- Legality of cannabis in the United States (2023)
- Status: Legal for recreational use Legal for medical use Illegal

= List of 2021 United States cannabis reform proposals =

The year 2021 started with varying degrees of legalization for unrestricted-THC content cannabis in 34 states, or over half of U.S. states, and continued federal prohibition except for low-THC hemp. Several states considered candidates for 2021 legislation to legalize cannabis for adult use included Connecticut, New Mexico, New York, Pennsylvania, Rhode Island, Texas, and Virginia, some of which like New York had already decriminalized. At the federal level, the Democratic Party's majority in both houses of the 117th United States Congress was cited by Politico as a likely precondition for federal legalization in 2021, with the SAFE Banking Act likely to pass.

==Legislation and initiatives introduced in 2020 for 2021 sessions==

- Maryland legalization HB0032 was introduced by Jazz Lewis in December 2020 for the 2021 legislative session.
- A Missouri legalization bill was pre-filed in December 2020 by Republican state legislator Shamed Dogan.
- A "justice roadmap" published by New York state Republican lawmakers in late December 2020 included legalization.
- Two Texas legalization bills were introduced in November 2020: SB 140 by Senator Roland Gutierrez, and HB 447 by Representative Joe Moody.

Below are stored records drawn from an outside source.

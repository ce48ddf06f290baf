//! Route definitions for the `/maintenance` resource.

use axum::routing::{get, post};
use axum::Router;

use crate::handlers::maintenance;
use crate::state::AppState;

/// Routes mounted at `/maintenance`.
///
/// ```text
/// GET    /              -> list
/// POST   /              -> create (open a request)
/// GET    /{id}          -> get_by_id
/// POST   /{id}/assign   -> assign (maintenance staff)
/// POST   /{id}/status   -> set_status (maintenance staff)
/// ```
pub fn router() -> Router<AppState> {
    Router::new()
        .route("/", get(maintenance::list).post(maintenance::create))
        .route("/{id}", get(maintenance::get_by_id))
        .route("/{id}/assign", post(maintenance::assign))
        .route("/{id}/status", post(maintenance::set_status))
}
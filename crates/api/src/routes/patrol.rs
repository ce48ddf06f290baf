//! Route definitions for the `/patrol` resource.

use axum::routing::{get, patch, post};
use axum::Router;

use crate::handlers::patrol;
use crate::state::AppState;

/// Routes mounted at `/patrol`.
///
/// ```text
/// GET    /checkpoints        -> list_checkpoints (security)
/// POST   /checkpoints        -> create_checkpoint (admin)
/// PATCH  /checkpoints/{id}   -> update_checkpoint (admin)
/// POST   /scans              -> scan (security)
/// GET    /logs               -> list_logs (security)
/// ```
pub fn router() -> Router<AppState> {
    Router::new()
        .route(
            "/checkpoints",
            get(patrol::list_checkpoints).post(patrol::create_checkpoint),
        )
        .route("/checkpoints/{id}", patch(patrol::update_checkpoint))
        .route("/scans", post(patrol::scan))
        .route("/logs", get(patrol::list_logs))
}
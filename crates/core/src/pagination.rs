//! Pagination clamping helpers.
//!
//! Handlers accept optional `limit`/`offset` query parameters; repositories
//! clamp them here so a client can never request an unbounded page.

/// Default page size when the client does not specify one.
pub const DEFAULT_LIMIT: i64 = 50;

/// Largest page size a client may request.
pub const MAX_LIMIT: i64 = 200;

/// Clamp an optional limit into `1..=MAX_LIMIT`, defaulting to [`DEFAULT_LIMIT`].
pub fn clamp_limit(limit: Option<i64>) -> i64 {
    limit.unwrap_or(DEFAULT_LIMIT).clamp(1, MAX_LIMIT)
}

/// Clamp an optional offset to be non-negative, defaulting to 0.
pub fn clamp_offset(offset: Option<i64>) -> i64 {
    offset.unwrap_or(0).max(0)
}

#[cfg(test)]
mod tests {
    use super::*;

    #[test]
    fn limit_defaults_and_clamps() {
        assert_eq!(clamp_limit(None), DEFAULT_LIMIT);
        assert_eq!(clamp_limit(Some(0)), 1);
        assert_eq!(clamp_limit(Some(-5)), 1);
        assert_eq!(clamp_limit(Some(25)), 25);
        assert_eq!(clamp_limit(Some(10_000)), MAX_LIMIT);
    }

    #[test]
    fn offset_defaults_and_clamps() {
        assert_eq!(clamp_offset(None), 0);
        assert_eq!(clamp_offset(Some(-1)), 0);
        assert_eq!(clamp_offset(Some(120)), 120);
    }
}
//! Handlers for the `/notifications` resource.
//!
//! A user's own in-app inbox. There is no cross-user access here; every
//! query is keyed by the authenticated user id.

use axum::extract::{Path, Query, State};
use axum::Json;
use serde::{Deserialize, Serialize};
use veranda_core::error::CoreError;
use veranda_core::pagination::{clamp_limit, clamp_offset};
use veranda_core::types::DbId;
use veranda_db::models::notification::Notification;
use veranda_db::repositories::NotificationRepo;

use crate::error::{AppError, AppResult};
use crate::middleware::rbac::RequireAuth;
use crate::response::ApiResponse;
use crate::state::AppState;

#[derive(Debug, Deserialize)]
pub struct NotificationListParams {
    #[serde(default)]
    pub unread_only: bool,
    pub limit: Option<i64>,
    pub offset: Option<i64>,
}

#[derive(Debug, Serialize)]
pub struct UnreadCount {
    pub unread: i64,
}

#[derive(Debug, Serialize)]
pub struct MarkedRead {
    pub marked: u64,
}

/// GET /api/v1/notifications
pub async fn list(
    State(state): State<AppState>,
    RequireAuth(user): RequireAuth,
    Query(params): Query<NotificationListParams>,
) -> AppResult<Json<ApiResponse<Vec<Notification>>>> {
    let notifications = NotificationRepo::list_for_user(
        &state.pool,
        user.user_id,
        params.unread_only,
        clamp_limit(params.limit),
        clamp_offset(params.offset),
    )
    .await?;
    Ok(Json(ApiResponse::new(notifications)))
}

/// GET /api/v1/notifications/unread-count
pub async fn unread_count(
    State(state): State<AppState>,
    RequireAuth(user): RequireAuth,
) -> AppResult<Json<ApiResponse<UnreadCount>>> {
    let unread = NotificationRepo::unread_count(&state.pool, user.user_id).await?;
    Ok(Json(ApiResponse::new(UnreadCount { unread })))
}

/// POST /api/v1/notifications/{id}/read
///
/// 404 when the notification does not exist, belongs to another user, or
/// is already read.
pub async fn mark_read(
    State(state): State<AppState>,
    RequireAuth(user): RequireAuth,
    Path(id): Path<DbId>,
) -> AppResult<Json<ApiResponse<MarkedRead>>> {
    if !NotificationRepo::mark_read(&state.pool, id, user.user_id).await? {
        return Err(AppError::Core(CoreError::NotFound {
            entity: "Notification",
            id,
        }));
    }
    Ok(Json(ApiResponse::new(MarkedRead { marked: 1 })))
}

/// POST /api/v1/notifications/read-all
pub async fn mark_all_read(
    State(state): State<AppState>,
    RequireAuth(user): RequireAuth,
) -> AppResult<Json<ApiResponse<MarkedRead>>> {
    let marked = NotificationRepo::mark_all_read(&state.pool, user.user_id).await?;
    Ok(Json(ApiResponse::new(MarkedRead { marked })))
}
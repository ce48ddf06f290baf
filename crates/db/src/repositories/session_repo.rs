//! Repository for the `sessions` table (refresh tokens).

use sqlx::PgPool;
use veranda_core::types::DbId;

use crate::models::session::{CreateSession, Session};

/// Column list for `sessions` queries.
const COLUMNS: &str =
    "id, user_id, refresh_token_hash, expires_at, revoked_at, user_agent, ip_address, created_at";

/// Provides CRUD operations for refresh-token sessions.
pub struct SessionRepo;

impl SessionRepo {
    /// Persist a new session, returning the generated id.
    pub async fn create(pool: &PgPool, input: &CreateSession) -> Result<DbId, sqlx::Error> {
        sqlx::query_scalar(
            "INSERT INTO sessions (user_id, refresh_token_hash, expires_at, user_agent, ip_address) \
             VALUES ($1, $2, $3, $4, $5) \
             RETURNING id",
        )
        .bind(input.user_id)
        .bind(&input.refresh_token_hash)
        .bind(input.expires_at)
        .bind(&input.user_agent)
        .bind(&input.ip_address)
        .fetch_one(pool)
        .await
    }

    /// Find an active (non-revoked, non-expired) session by refresh token hash.
    pub async fn find_active_by_token_hash(
        pool: &PgPool,
        token_hash: &str,
    ) -> Result<Option<Session>, sqlx::Error> {
        let query = format!(
            "SELECT {COLUMNS} FROM sessions \
             WHERE refresh_token_hash = $1 AND revoked_at IS NULL AND expires_at > NOW()"
        );
        sqlx::query_as::<_, Session>(&query)
            .bind(token_hash)
            .fetch_optional(pool)
            .await
    }

    /// Revoke a single session. Idempotent.
    pub async fn revoke(pool: &PgPool, session_id: DbId) -> Result<(), sqlx::Error> {
        sqlx::query("UPDATE sessions SET revoked_at = NOW() WHERE id = $1 AND revoked_at IS NULL")
            .bind(session_id)
            .execute(pool)
            .await?;
        Ok(())
    }

    /// Revoke every active session of a user (logout everywhere).
    pub async fn revoke_all_for_user(pool: &PgPool, user_id: DbId) -> Result<u64, sqlx::Error> {
        let result = sqlx::query(
            "UPDATE sessions SET revoked_at = NOW() WHERE user_id = $1 AND revoked_at IS NULL",
        )
        .bind(user_id)
        .execute(pool)
        .await?;
        Ok(result.rows_affected())
    }
}
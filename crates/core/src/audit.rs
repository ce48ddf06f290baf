//! Audit action name constants.
//!
//! Action strings follow `<entity>.<verb>` so the audit log can be filtered
//! by prefix. Keep these in sync with the handlers that record them.

pub const ACTION_USER_CREATE: &str = "user.create";
pub const ACTION_USER_UPDATE: &str = "user.update";
pub const ACTION_USER_DEACTIVATE: &str = "user.deactivate";
pub const ACTION_USER_RESET_PASSWORD: &str = "user.reset_password";

pub const ACTION_PROJECT_CREATE: &str = "project.create";
pub const ACTION_PROJECT_UPDATE: &str = "project.update";
pub const ACTION_PROJECT_DELETE: &str = "project.delete";
pub const ACTION_PROJECT_SETTINGS_UPDATE: &str = "project.settings_update";

pub const ACTION_UNIT_CREATE: &str = "unit.create";
pub const ACTION_UNIT_UPDATE: &str = "unit.update";
pub const ACTION_UNIT_DELETE: &str = "unit.delete";

pub const ACTION_ANNOUNCEMENT_CREATE: &str = "announcement.create";
pub const ACTION_ANNOUNCEMENT_UPDATE: &str = "announcement.update";
pub const ACTION_ANNOUNCEMENT_DELETE: &str = "announcement.delete";

pub const ACTION_BILL_ISSUE: &str = "bill.issue";
pub const ACTION_BILL_PAY: &str = "bill.pay";
pub const ACTION_BILL_CANCEL: &str = "bill.cancel";

pub const ACTION_VISITOR_REGISTER: &str = "visitor.register";
pub const ACTION_VISITOR_CHECK_IN: &str = "visitor.check_in";
pub const ACTION_VISITOR_CHECK_OUT: &str = "visitor.check_out";

pub const ACTION_PARCEL_LOG: &str = "parcel.log";
pub const ACTION_PARCEL_COLLECT: &str = "parcel.collect";

pub const ACTION_MAINTENANCE_OPEN: &str = "maintenance.open";
pub const ACTION_MAINTENANCE_ASSIGN: &str = "maintenance.assign";
pub const ACTION_MAINTENANCE_STATUS: &str = "maintenance.status";

pub const ACTION_EQUIPMENT_CREATE: &str = "equipment.create";
pub const ACTION_EQUIPMENT_UPDATE: &str = "equipment.update";
pub const ACTION_EQUIPMENT_DELETE: &str = "equipment.delete";

pub const ACTION_FACILITY_CREATE: &str = "facility.create";
pub const ACTION_FACILITY_UPDATE: &str = "facility.update";
pub const ACTION_FACILITY_DELETE: &str = "facility.delete";

pub const ACTION_BOOKING_CREATE: &str = "booking.create";
pub const ACTION_BOOKING_DECIDE: &str = "booking.decide";
pub const ACTION_BOOKING_CANCEL: &str = "booking.cancel";

pub const ACTION_SOS_RAISE: &str = "sos.raise";
pub const ACTION_SOS_ACKNOWLEDGE: &str = "sos.acknowledge";
pub const ACTION_SOS_RESOLVE: &str = "sos.resolve";

pub const ACTION_SUPPORT_OPEN: &str = "support.open";
pub const ACTION_SUPPORT_REPLY: &str = "support.reply";
pub const ACTION_SUPPORT_CLOSE: &str = "support.close";

pub const ACTION_ATTENDANCE_CHECK_IN: &str = "attendance.check_in";
pub const ACTION_ATTENDANCE_CHECK_OUT: &str = "attendance.check_out";

pub const ACTION_PATROL_CHECKPOINT_CREATE: &str = "patrol.checkpoint_create";
pub const ACTION_PATROL_CHECKPOINT_UPDATE: &str = "patrol.checkpoint_update";
pub const ACTION_PATROL_SCAN: &str = "patrol.scan";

===Legislation passed in 2020 pending governor's action in 2021===
- NJ A21 (20R), a legalization and regulation bill, and NJ A1897 (20R), decriminalization, were sent to the governor on December 17. New Jersey governor Phil Murphy said he would conditionally veto the bills if language on underage possession was not reconciled by January 30.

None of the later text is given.